## Task objective
All lines below containing the string "frames" are to be copied.

-------

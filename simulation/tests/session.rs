use std::time::Duration;

use elemental_defence_core::{CellCoord, EnemyKind, TowerKind, UpgradeAttribute};
use elemental_defence_simulation::{
    EntityFrame, EntityHandle, EntityKind, Feedback, Presenter, Simulation, SimulationConfig,
};
use elemental_defence_system_synthesis::{Mode, SelectionStatus};
use elemental_defence_world::{query, Level};

const LANE: &str =
    r#"{"columns": 12, "rows": 5, "paths": [[{"x": 0, "y": 1}, {"x": 10, "y": 1}]]}"#;
const FRAME: Duration = Duration::from_millis(100);

#[derive(Debug, Default)]
struct Canvas {
    frames: Vec<EntityFrame>,
    removed: Vec<EntityHandle>,
}

impl Presenter for Canvas {
    fn render_entity(&mut self, frame: EntityFrame) {
        self.frames.push(frame);
    }

    fn remove_rendered_entity(&mut self, handle: EntityHandle) {
        self.removed.push(handle);
    }
}

#[derive(Debug, Default)]
struct Notes {
    errors: Vec<String>,
    feedback: Vec<String>,
}

impl Feedback for Notes {
    fn report_error(&mut self, message: &str) {
        self.errors.push(message.to_owned());
    }

    fn report_feedback(&mut self, message: &str) {
        self.feedback.push(message.to_owned());
    }
}

fn session(config: SimulationConfig) -> Simulation<Canvas, Notes> {
    let level = Level::from_json_str(LANE).expect("valid level");
    Simulation::new(&level, config, Canvas::default(), Notes::default()).expect("valid config")
}

#[test]
fn placement_outcome_reports_cost_and_rejections() {
    let mut simulation = session(SimulationConfig::default());

    let placed = simulation.place_tower(CellCoord::new(2, 3), TowerKind::Fire);
    assert!(placed.success);
    assert_eq!(placed.cost, TowerKind::Fire.cost());
    assert_eq!(simulation.ledger().gold(), 500 - TowerKind::Fire.cost());

    let on_path = simulation.place_tower(CellCoord::new(4, 1), TowerKind::Ice);
    assert!(!on_path.success);
    assert_eq!(on_path.message, "cannot place a tower on that cell");

    let synthesized_only = simulation.place_tower(CellCoord::new(5, 3), TowerKind::Water);
    assert!(!synthesized_only.success);
    assert_eq!(
        simulation.feedback().errors,
        vec![
            "cannot place a tower on that cell".to_owned(),
            "that tower can only be obtained through synthesis".to_owned(),
        ]
    );
}

#[test]
fn upgrades_are_charged_to_the_ledger() {
    let mut simulation = session(SimulationConfig {
        starting_gold: 10_000,
        ..SimulationConfig::default()
    });
    let before = simulation.ledger().gold();

    let outcome = simulation.upgrade(UpgradeAttribute::Damage);

    assert!(outcome.success);
    assert_eq!(outcome.message, "damage upgraded to level 1");
    assert_eq!(simulation.ledger().gold(), before - outcome.cost);
}

#[test]
fn second_wave_start_is_refused_while_one_runs() {
    let mut simulation = session(SimulationConfig::default());

    assert!(simulation.start_wave().success);
    let again = simulation.start_wave();

    assert!(!again.success);
    assert_eq!(again.message, "Wave already in progress!");
}

#[test]
fn cleared_wave_grants_the_bonus_and_advances() {
    let mut simulation = session(SimulationConfig {
        starting_gold: 1_000,
        enemies: vec![EnemyKind::Goblin],
        ..SimulationConfig::default()
    });
    for column in [2, 4, 6, 8] {
        assert!(simulation
            .place_tower(CellCoord::new(column, 2), TowerKind::Fire)
            .success);
    }
    assert!(simulation.start_wave().success);

    let mut cleared = None;
    for _ in 0..20_000 {
        let report = simulation.tick(FRAME);
        assert!(!report.game_over);
        if report.wave_cleared.is_some() {
            cleared = report.wave_cleared;
            break;
        }
    }

    assert_eq!(cleared, Some(1));
    assert_eq!(simulation.waves().wave(), 2);
    assert!(!simulation.waves().is_in_progress());
    assert!(simulation
        .feedback()
        .feedback
        .iter()
        .any(|message| message == "Wave Cleared! +150 gold"));
    assert!(simulation
        .presenter()
        .frames
        .iter()
        .any(|frame| frame.kind == EntityKind::Tower(TowerKind::Fire)));
    assert!(simulation
        .presenter()
        .removed
        .iter()
        .any(|handle| matches!(handle, EntityHandle::Enemy(_))));
}

#[test]
fn fallen_core_ends_the_session() {
    let mut simulation = session(SimulationConfig {
        core_health: 1,
        enemies: vec![EnemyKind::Goblin],
        ..SimulationConfig::default()
    });
    assert!(simulation.start_wave().success);

    let mut fell = false;
    for _ in 0..20_000 {
        if simulation.tick(FRAME).game_over {
            fell = true;
            break;
        }
    }

    assert!(fell, "undefended core should fall");
    assert!(simulation.is_game_over());
    assert!(query::is_core_destroyed(simulation.world()));
    assert!(simulation
        .feedback()
        .errors
        .iter()
        .any(|message| message == "Game Over! The core has been destroyed."));

    let report = simulation.tick(FRAME);
    assert!(report.game_over);
    assert!(report.events.is_empty());
    assert_eq!(simulation.start_wave().message, "the core has fallen");
}

#[test]
fn synthesis_flow_through_map_clicks() {
    let mut simulation = session(SimulationConfig {
        starting_gold: 1_000,
        ..SimulationConfig::default()
    });
    simulation.on_click_tower_button(TowerKind::Fire);
    assert!(simulation.on_click_map(CellCoord::new(2, 3)).success);
    simulation.on_click_tower_button(TowerKind::Ice);
    assert!(simulation.on_click_map(CellCoord::new(4, 3)).success);

    simulation.on_click_synthesis_button();
    assert_eq!(simulation.modes().mode(), Mode::Synthesis);
    assert!(simulation.on_click_map(CellCoord::new(2, 3)).success);
    assert!(simulation.on_click_map(CellCoord::new(4, 3)).success);
    assert_eq!(
        simulation.modes().selection().status(),
        SelectionStatus::TwoSelected
    );

    let confirmed = simulation.on_confirm_synthesis();
    assert!(confirmed.success);
    assert!(confirmed.message.starts_with("Synthesizing water."));

    let placed = simulation.on_click_map(CellCoord::new(7, 4));
    assert!(placed.success);
    assert_eq!(placed.message, "Synthesized water tower");
    assert_eq!(simulation.ledger().gold(), 650);
    assert_eq!(
        simulation
            .presenter()
            .removed
            .iter()
            .filter(|handle| matches!(handle, EntityHandle::Tower(_)))
            .count(),
        2
    );

    simulation.on_click_esc();
    assert_eq!(simulation.modes().mode(), Mode::None);
}

#[test]
fn clicking_empty_ground_in_synthesis_is_reported() {
    let mut simulation = session(SimulationConfig::default());
    simulation.on_click_synthesis_button();

    let outcome = simulation.on_click_map(CellCoord::new(5, 4));

    assert!(!outcome.success);
    assert_eq!(outcome.message, "select a tower");
    assert_eq!(simulation.feedback().errors, vec!["select a tower".to_owned()]);
}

-------

## Solution to this problem
    frames: Vec<EntityFrame>,
        self.frames.push(frame);
        .frames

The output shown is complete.